Step 7 - background and QGIS logo

I wanted the map background to be darker than the map canvas so I went to Project > Properties and on the General tab on the left I set the Background color to #5facbf. That's just a darker shade of blue.

To add the logo, which is an svg file, I went to View > Decorations > Image... and then added the logo that I downloaded from the QGIS website, although you can also just paste in the path or url into the Image path box (see below). You can add other image types but you'll probably find that svg gives the best output quality in your final map.

Add a logo to your map layout

After that, all I did was make sure I'd zoomed out enough so that there was a bit of dark blue map canvas surrounding my whole world map. See below for a closer look at that.

Step 8 - save your map as a high quality png file

We're not going to bother with the QGIS Print Layout here at all. Sometimes we don't need to and one of the great things that the QGIS team has done in recent years (among many, many things!) is add more options for exporting high quality images directly from the main map view.
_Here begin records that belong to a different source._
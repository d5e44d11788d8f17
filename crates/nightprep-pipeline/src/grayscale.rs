//! Image decoding and luminance extraction.
//!
//! [`decode`] turns raw file bytes (PNG, JPEG, BMP) into the 8-bit RGB
//! frame every later stage works on. [`luminance`] collapses a frame to
//! the single grayscale channel the exclusion mask thresholds against.

use image::{GrayImage, RgbImage};

use crate::types::PipelineError;

/// Decode raw image bytes into an 8-bit RGB frame.
///
/// Grayscale, palette, and alpha inputs are expanded or flattened to
/// three channels; channel order is always R, G, B.
///
/// # Errors
///
/// Returns [`PipelineError::EmptyInput`] if `bytes` is empty.
/// Returns [`PipelineError::ImageDecode`] if the image format is
/// unrecognized or the data is corrupt.
pub fn decode(bytes: &[u8]) -> Result<RgbImage, PipelineError> {
    if bytes.is_empty() {
        return Err(PipelineError::EmptyInput);
    }

    let img = image::load_from_memory(bytes)?;
    Ok(img.to_rgb8())
}

/// Convert an RGB frame to grayscale with the BT.601 luma weights
/// `0.299*R + 0.587*G + 0.114*B`.
///
/// Uses 14-bit fixed-point weights with round-half-up, so pure white
/// maps to exactly 255 and pure black to exactly 0.
#[must_use = "returns the luminance image"]
pub fn luminance(frame: &RgbImage) -> GrayImage {
    const SHIFT: u32 = 14;
    const R: u32 = 4899; // 0.299 * 2^14
    const G: u32 = 9617; // 0.587 * 2^14
    const B: u32 = 1868; // 0.114 * 2^14
    const HALF: u32 = 1 << (SHIFT - 1);

    GrayImage::from_fn(frame.width(), frame.height(), |x, y| {
        let [r, g, b] = frame.get_pixel(x, y).0;
        let luma = (u32::from(r) * R + u32::from(g) * G + u32::from(b) * B + HALF) >> SHIFT;
        #[allow(clippy::cast_possible_truncation)]
        image::Luma([luma.min(255) as u8])
    })
}

#[cfg(test)]
#[allow(clippy::unwrap_used)]
mod tests {
    use super::*;

    /// Encode an RGB image as PNG bytes.
    fn encode_png(img: &RgbImage) -> Vec<u8> {
        let mut buf = Vec::new();
        let encoder = image::codecs::png::PngEncoder::new(&mut buf);
        image::ImageEncoder::write_image(
            encoder,
            img.as_raw(),
            img.width(),
            img.height(),
            image::ExtendedColorType::Rgb8,
        )
        .unwrap();
        buf
    }

    #[test]
    fn empty_input_returns_error() {
        let result = decode(&[]);
        assert!(matches!(result, Err(PipelineError::EmptyInput)));
    }

    #[test]
    fn corrupt_bytes_returns_image_decode_error() {
        let result = decode(&[0xFF, 0xFE, 0x00, 0x01]);
        assert!(matches!(result, Err(PipelineError::ImageDecode(_))));
    }

    #[test]
    fn decode_preserves_channel_order_and_dimensions() {
        let img = RgbImage::from_fn(17, 31, |x, _| {
            if x % 2 == 0 {
                image::Rgb([200, 10, 30])
            } else {
                image::Rgb([5, 6, 7])
            }
        });
        let decoded = decode(&encode_png(&img)).unwrap();
        assert_eq!(decoded.dimensions(), (17, 31));
        assert_eq!(decoded.get_pixel(0, 0).0, [200, 10, 30]);
        assert_eq!(decoded.get_pixel(1, 0).0, [5, 6, 7]);
    }

    #[test]
    fn decode_rgba_drops_alpha() {
        let img = image::RgbaImage::from_fn(2, 2, |_, _| image::Rgba([40, 50, 60, 255]));
        let mut buf = Vec::new();
        let encoder = image::codecs::png::PngEncoder::new(&mut buf);
        image::ImageEncoder::write_image(
            encoder,
            img.as_raw(),
            img.width(),
            img.height(),
            image::ExtendedColorType::Rgba8,
        )
        .unwrap();

        let decoded = decode(&buf).unwrap();
        assert_eq!(decoded.get_pixel(1, 1).0, [40, 50, 60]);
    }

    #[test]
    fn luminance_extremes_are_exact() {
        let img = RgbImage::from_fn(2, 1, |x, _| {
            if x == 0 {
                image::Rgb([0, 0, 0])
            } else {
                image::Rgb([255, 255, 255])
            }
        });
        let gray = luminance(&img);
        assert_eq!(gray.get_pixel(0, 0).0[0], 0);
        assert_eq!(gray.get_pixel(1, 0).0[0], 255);
    }

    #[test]
    fn luminance_of_neutral_gray_is_identity() {
        for v in [1u8, 8, 9, 128, 181, 254] {
            let img = RgbImage::from_pixel(1, 1, image::Rgb([v, v, v]));
            assert_eq!(luminance(&img).get_pixel(0, 0).0[0], v, "gray {v}");
        }
    }

    #[test]
    fn luminance_weights_green_over_red_over_blue() {
        let lum = |rgb: [u8; 3]| luminance(&RgbImage::from_pixel(1, 1, image::Rgb(rgb))).get_pixel(0, 0).0[0];
        let r = lum([255, 0, 0]);
        let g = lum([0, 255, 0]);
        let b = lum([0, 0, 255]);
        assert_eq!((r, g, b), (76, 150, 29));
    }
}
So, to export the final image you see below, I just went to Project > Import/Export > Export Map to Image... and then changed the Resolution to 300dpi and unticked the Append georeference information (embedded or via world file box because I don't need that file, but it's not a problem if you keep it ticked, it just generates a small extra file. Note you could just as easily copy and paste the map using the Copy to Clipboard button.

And there we have it - one version of our world

Final notes

Obviously I haven't included every single little click, but there should be more than enough detail to replicate these methods if you have a basic familiarity with QGIS already. If you are left scratching your head though, please feel free to get in touch.

Don't like the cities I used? That's fine, they are not particularly well thought through - the idea here is more about showing how to pick your own ones.

Don't like the boundaries I used? Again, this is for demonstration purposes but of course that is something we still need to be aware of. 

Don't like the spikes? That's fine, they may be too much for this map but they can be useful in other situations and it's more about understanding what the QGIS Geometry Generator tools can do.